We talked about travelling to learn (she was living in London to improve her English so she could work as a stewardess), crazy and intolerant people in the world and some absolute rubbish. But if you talk with a stranger for four straight hours in the freezing cold with nothing but a few packs of cigarettes, some rubbish is bound to come up. She offered me cake and coke (the drink!) and it was nice.

We got to Faro and her parents were picking her up from the airport. I was terribly confused, I had no idea how to get to the hostel from the airport (there were no signs for buses or trains or anything else of the matter). I met her parents, they didn’t speak a word of English  but they were very sweet and bought me orange juice. Then, they drove me to my hostel.

Faith in humanity: very much restored.

Then, after a good nine hours of wandering the terribly beautiful and wonderfully boring streets of Faro, I came back to the hostel and met the owners. We went out to have a look at buying a guitar for the hostel, then for some dinner and wine. Today, they took me for sandwiches and coffee. They are a wonderfully sweet couple and outrageously hospitable. I don’t have any other word to describe how hospitable they are except outrageous, they’ve taken great care of me in the last two days, even offering to help me find gigs in Faro.

Mixed about with a few people in the hostel who have been very generous with their wine and cigarettes, I learned my first lesson of Faro: the kindness of strangers is truly limitless, as long as you show the same kindness back. Without these people I had never met before in my life, I would have had the most miserable two days here. I mean yeah-the sunshine is beautiful but it can only cure so much loneliness in a man. Never again will I take for granted how good people can be. This city has made cynicism seem like a joke.

The next thing I learned was on my very, very long walk through a very, very small town. I had nothing with me, barre a bottle of water and a packet of cigarettes. Nothing but me, a seaside landscape, the sun beating down and my thoughts. It was incredibly peaceful.

There is no way to be in this town, I feel, and to not be instilled with a great sense of peace about the world. Yeah, there’s good. Yeah, there’s bad. But here in Faro, there’s just peace everywhere.
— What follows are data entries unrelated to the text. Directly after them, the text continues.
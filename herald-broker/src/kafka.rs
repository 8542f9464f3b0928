//! Apache Kafka backend

use std::collections::HashMap;
use std::sync::Arc;
use std::sync::atomic::{AtomicBool, Ordering};
use std::time::Duration;

use async_trait::async_trait;
use dashmap::DashSet;
use futures_util::StreamExt;
use rdkafka::Message as KafkaMessage;
use rdkafka::config::ClientConfig;
use rdkafka::consumer::{CommitMode, Consumer, StreamConsumer};
use rdkafka::message::{Header, Headers, OwnedHeaders};
use rdkafka::producer::{FutureProducer, FutureRecord};
use rdkafka::util::Timeout;
use rdkafka::{Offset, TopicPartitionList};
use tokio::sync::{RwLock, watch};
use tracing::{debug, error, info, warn};

use crate::{
    Acknowledgement, BrokerClient, BrokerConfig, BrokerError, BrokerMessage, GroupLease,
    MessageHandler, OutgoingMessage, RecordMetadata, Stop, Subscription, dispatch,
};

/// Apache Kafka broker client
pub struct KafkaBroker {
    config: BrokerConfig,
    producer: RwLock<Option<FutureProducer>>,
    groups: Arc<DashSet<(String, String)>>,
    connected: AtomicBool,
    closing: watch::Sender<bool>,
}

impl KafkaBroker {
    /// Create a client; no connection is made until [`BrokerClient::connect`].
    pub fn new(config: BrokerConfig) -> Result<Self, BrokerError> {
        config.validate()?;
        let (closing, _) = watch::channel(false);
        Ok(Self {
            config,
            producer: RwLock::new(None),
            groups: Arc::new(DashSet::new()),
            connected: AtomicBool::new(false),
            closing,
        })
    }

    /// Create a client from `KAFKA_*` environment variables
    pub fn from_env() -> Result<Self, BrokerError> {
        Self::new(BrokerConfig::from_env()?)
    }

    /// Get the configuration
    pub fn config(&self) -> &BrokerConfig {
        &self.config
    }

    fn client_config(&self) -> ClientConfig {
        let config = &self.config;
        let mut client_config = ClientConfig::new();
        client_config.set("bootstrap.servers", config.bootstrap_servers());
        client_config.set("client.id", &config.client_id);
        client_config.set(
            "socket.connection.setup.timeout.ms",
            config.connection_timeout.as_millis().to_string(),
        );

        match (&config.credentials, config.tls) {
            (Some(credentials), tls) => {
                let protocol = if tls { "SASL_SSL" } else { "SASL_PLAINTEXT" };
                client_config.set("security.protocol", protocol);
                client_config.set("sasl.mechanism", credentials.mechanism.as_str());
                client_config.set("sasl.username", &credentials.username);
                client_config.set("sasl.password", &credentials.password);
            }
            (None, true) => {
                client_config.set("security.protocol", "SSL");
            }
            (None, false) => {}
        }

        if config.tls
            && let Some(ref tls_config) = config.tls_config
        {
            if let Some(ref ca_cert) = tls_config.ca_cert {
                client_config.set("ssl.ca.location", ca_cert);
            }
            if let Some(ref client_cert) = tls_config.client_cert {
                client_config.set("ssl.certificate.location", client_cert);
            }
            if let Some(ref client_key) = tls_config.client_key {
                client_config.set("ssl.key.location", client_key);
            }
        }

        for (key, value) in &config.options {
            client_config.set(key, value);
        }

        client_config
    }

    fn producer_config(&self) -> ClientConfig {
        let mut client_config = self.client_config();
        let request_timeout = self.config.request_timeout.as_millis().to_string();
        client_config
            .set("request.timeout.ms", &request_timeout)
            .set("message.timeout.ms", &request_timeout)
            .set("retry.backoff.ms", self.config.retry.initial_delay.as_millis().to_string())
            .set("retry.backoff.max.ms", self.config.retry.max_delay.as_millis().to_string());
        client_config
    }

    fn consumer_config(&self, group: &str) -> ClientConfig {
        let mut client_config = self.client_config();
        client_config
            .set("group.id", group)
            .set("enable.auto.commit", "false")
            .set("enable.auto.offset.store", "false")
            .set("auto.offset.reset", "earliest");
        client_config
    }

    fn handshake_timeout(&self) -> Duration {
        if self.config.is_authenticated() {
            self.config.connection_timeout + self.config.authentication_timeout
        } else {
            self.config.connection_timeout
        }
    }
}

fn build_headers(headers: &HashMap<String, String>) -> OwnedHeaders {
    headers.iter().fold(OwnedHeaders::new(), |acc, (key, value)| {
        acc.insert(Header {
            key,
            value: Some(value.as_bytes()),
        })
    })
}

fn to_broker_message<M: KafkaMessage>(kafka_msg: &M) -> BrokerMessage {
    let mut headers = HashMap::new();
    if let Some(kafka_headers) = kafka_msg.headers() {
        for header in kafka_headers.iter() {
            if let Some(value) = header.value {
                let value = String::from_utf8_lossy(value).to_string();
                headers.insert(header.key.to_string(), value);
            }
        }
    }

    let timestamp = kafka_msg
        .timestamp()
        .to_millis()
        .and_then(chrono::DateTime::from_timestamp_millis)
        .unwrap_or_else(chrono::Utc::now);

    BrokerMessage {
        topic: kafka_msg.topic().to_string(),
        partition: kafka_msg.partition(),
        offset: kafka_msg.offset(),
        key: kafka_msg.key().map(|k| String::from_utf8_lossy(k).to_string()),
        value: kafka_msg.payload().map(<[u8]>::to_vec).unwrap_or_default(),
        timestamp,
        headers,
    }
}

#[async_trait]
impl BrokerClient for KafkaBroker {
    async fn connect(&self) -> Result<(), BrokerError> {
        info!(
            brokers = %self.config.bootstrap_servers(),
            authenticated = self.config.is_authenticated(),
            "Connecting to Kafka"
        );

        let producer: FutureProducer = self.producer_config().create()?;

        // Metadata fetch blocks on librdkafka; it proves the brokers are
        // reachable and the credentials accepted.
        let client = producer.clone();
        let timeout = self.handshake_timeout();
        tokio::task::spawn_blocking(move || {
            client.client().fetch_metadata(None, timeout).map(|_| ())
        })
        .await
        .map_err(|e| BrokerError::Other(e.to_string()))??;

        *self.producer.write().await = Some(producer);
        self.closing.send_replace(false);
        self.connected.store(true, Ordering::SeqCst);

        info!("Connected to Kafka successfully");
        Ok(())
    }

    async fn disconnect(&self) -> Result<(), BrokerError> {
        info!("Closing Kafka connections");
        self.connected.store(false, Ordering::SeqCst);
        self.closing.send_replace(true);

        if let Some(producer) = self.producer.write().await.take() {
            let timeout = self.config.request_timeout;
            tokio::task::spawn_blocking(move || producer.flush(timeout))
                .await
                .map_err(|e| BrokerError::Other(e.to_string()))??;
        }
        Ok(())
    }

    async fn send(
        &self,
        topic: &str,
        message: OutgoingMessage,
    ) -> Result<RecordMetadata, BrokerError> {
        let producer = self
            .producer
            .read()
            .await
            .clone()
            .ok_or(BrokerError::NotConnected)?;

        let headers = build_headers(&message.headers);
        let mut record = FutureRecord::to(topic)
            .payload(&message.value)
            .headers(headers)
            .timestamp(message.timestamp.timestamp_millis());

        if let Some(ref key) = message.key {
            record = record.key(key);
        }

        debug!(topic, key = ?message.key, "Producing record to Kafka");

        let delivery = producer
            .send(record, Timeout::After(self.config.request_timeout))
            .await
            .map_err(|(e, _)| BrokerError::from(e))?;

        Ok(RecordMetadata {
            partition: delivery.partition,
            offset: delivery.offset,
        })
    }

    async fn subscribe(
        &self,
        topic: &str,
        group: &str,
        handler: Arc<dyn MessageHandler>,
    ) -> Result<Subscription, BrokerError> {
        if !self.is_connected() {
            return Err(BrokerError::NotConnected);
        }

        let lease = GroupLease::acquire(&self.groups, topic, group)?;
        let consumer: StreamConsumer = self.consumer_config(group).create()?;
        consumer.subscribe(&[topic])?;

        let mut subscription = Subscription::new(lease);
        let worker = ConsumerWorker {
            consumer,
            handler,
            redelivery_delay: self.config.redelivery_delay,
            stop: Stop::new(subscription.shutdown_signal(), self.closing.subscribe()),
            _lease: subscription.lease(),
        };
        subscription.push_worker(tokio::spawn(worker.run()));

        info!(topic, group, "Subscribed to Kafka topic");
        Ok(subscription)
    }

    fn is_connected(&self) -> bool {
        self.connected.load(Ordering::SeqCst)
    }
}

/// Consumes one (topic, group) subscription.
///
/// A nacked record is retried after the redelivery delay by seeking its
/// partition back to it. The stream keeps being polled in between, so a
/// slow retry never exceeds `max.poll.interval.ms`.
struct ConsumerWorker {
    consumer: StreamConsumer,
    handler: Arc<dyn MessageHandler>,
    redelivery_delay: Duration,
    stop: Stop,
    _lease: Arc<GroupLease>,
}

impl ConsumerWorker {
    async fn run(mut self) {
        let mut stream = self.consumer.stream();
        let mut rewinds = Rewinds::default();
        let mut retry: Option<BrokerMessage> = None;

        while !self.stop.is_set() {
            let message = match retry.take() {
                Some(message) => message,
                None => {
                    let next = tokio::select! {
                        next = stream.next() => next,
                        _ = self.stop.wait() => break,
                    };
                    match next {
                        Some(Ok(borrowed)) => to_broker_message(&borrowed),
                        Some(Err(e)) => {
                            error!(error = %e, "Kafka consumer error");
                            continue;
                        }
                        None => {
                            debug!("Consumer stream ended");
                            break;
                        }
                    }
                }
            };

            if !rewinds.admit(&message) {
                debug!(
                    topic = %message.topic,
                    partition = message.partition,
                    offset = message.offset,
                    "Dropping record prefetched before rewind"
                );
                continue;
            }

            match dispatch(self.handler.as_ref(), &message).await {
                Acknowledgement::Ack => {
                    if let Err(e) = commit(&self.consumer, &message) {
                        error!(
                            topic = %message.topic,
                            offset = message.offset,
                            error = %e,
                            "Offset commit failed"
                        );
                    }
                }
                Acknowledgement::Nack => {
                    warn!(
                        topic = %message.topic,
                        partition = message.partition,
                        offset = message.offset,
                        delay = ?self.redelivery_delay,
                        "Message not acknowledged, redelivering"
                    );
                    if self.stop.sleep(self.redelivery_delay).await {
                        break;
                    }

                    let rewound = self.consumer.seek(
                        &message.topic,
                        message.partition,
                        Offset::Offset(message.offset),
                        Timeout::After(Duration::ZERO),
                    );
                    match rewound {
                        Ok(()) => rewinds.rewind(&message),
                        Err(e) => {
                            warn!(
                                topic = %message.topic,
                                partition = message.partition,
                                error = %e,
                                "Seek failed, redelivering in place"
                            );
                            retry = Some(message);
                        }
                    }
                }
            }
        }

        debug!("Kafka consumer task stopped");
    }
}

/// Partitions seeked back to a nacked record.
///
/// Records fetched before the seek may still arrive; anything past the
/// rewind point is dropped until the nacked record comes back.
#[derive(Debug, Default)]
struct Rewinds {
    pending: HashMap<(String, i32), i64>,
}

impl Rewinds {
    fn rewind(&mut self, message: &BrokerMessage) {
        self.pending
            .insert((message.topic.clone(), message.partition), message.offset);
    }

    fn admit(&mut self, message: &BrokerMessage) -> bool {
        let key = (message.topic.clone(), message.partition);
        match self.pending.get(&key) {
            Some(&target) if message.offset > target => false,
            Some(_) => {
                self.pending.remove(&key);
                true
            }
            None => true,
        }
    }
}

fn commit(consumer: &StreamConsumer, message: &BrokerMessage) -> Result<(), BrokerError> {
    let mut offsets = TopicPartitionList::new();
    offsets.add_partition_offset(
        &message.topic,
        message.partition,
        Offset::Offset(message.offset + 1),
    )?;
    consumer.commit(&offsets, CommitMode::Async)?;
    Ok(())
}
So I soaked it in, and I began to come to peace with something. Now, these little black bubbles of spiritual disconcertion that have been hanging over me have not been come to peace with. But, I became at peace with the fact that I have to face up to them and ‘pop’ these problems. To me, I think accepting and preparing yourself to deal with your problems is as important as dealing with them in itself.

So, I have come to peace with the fact that I have to make peace. And I’m ready to do that now. What’s that, remnant teenage angst of an immature 21 year old? You wanna fight?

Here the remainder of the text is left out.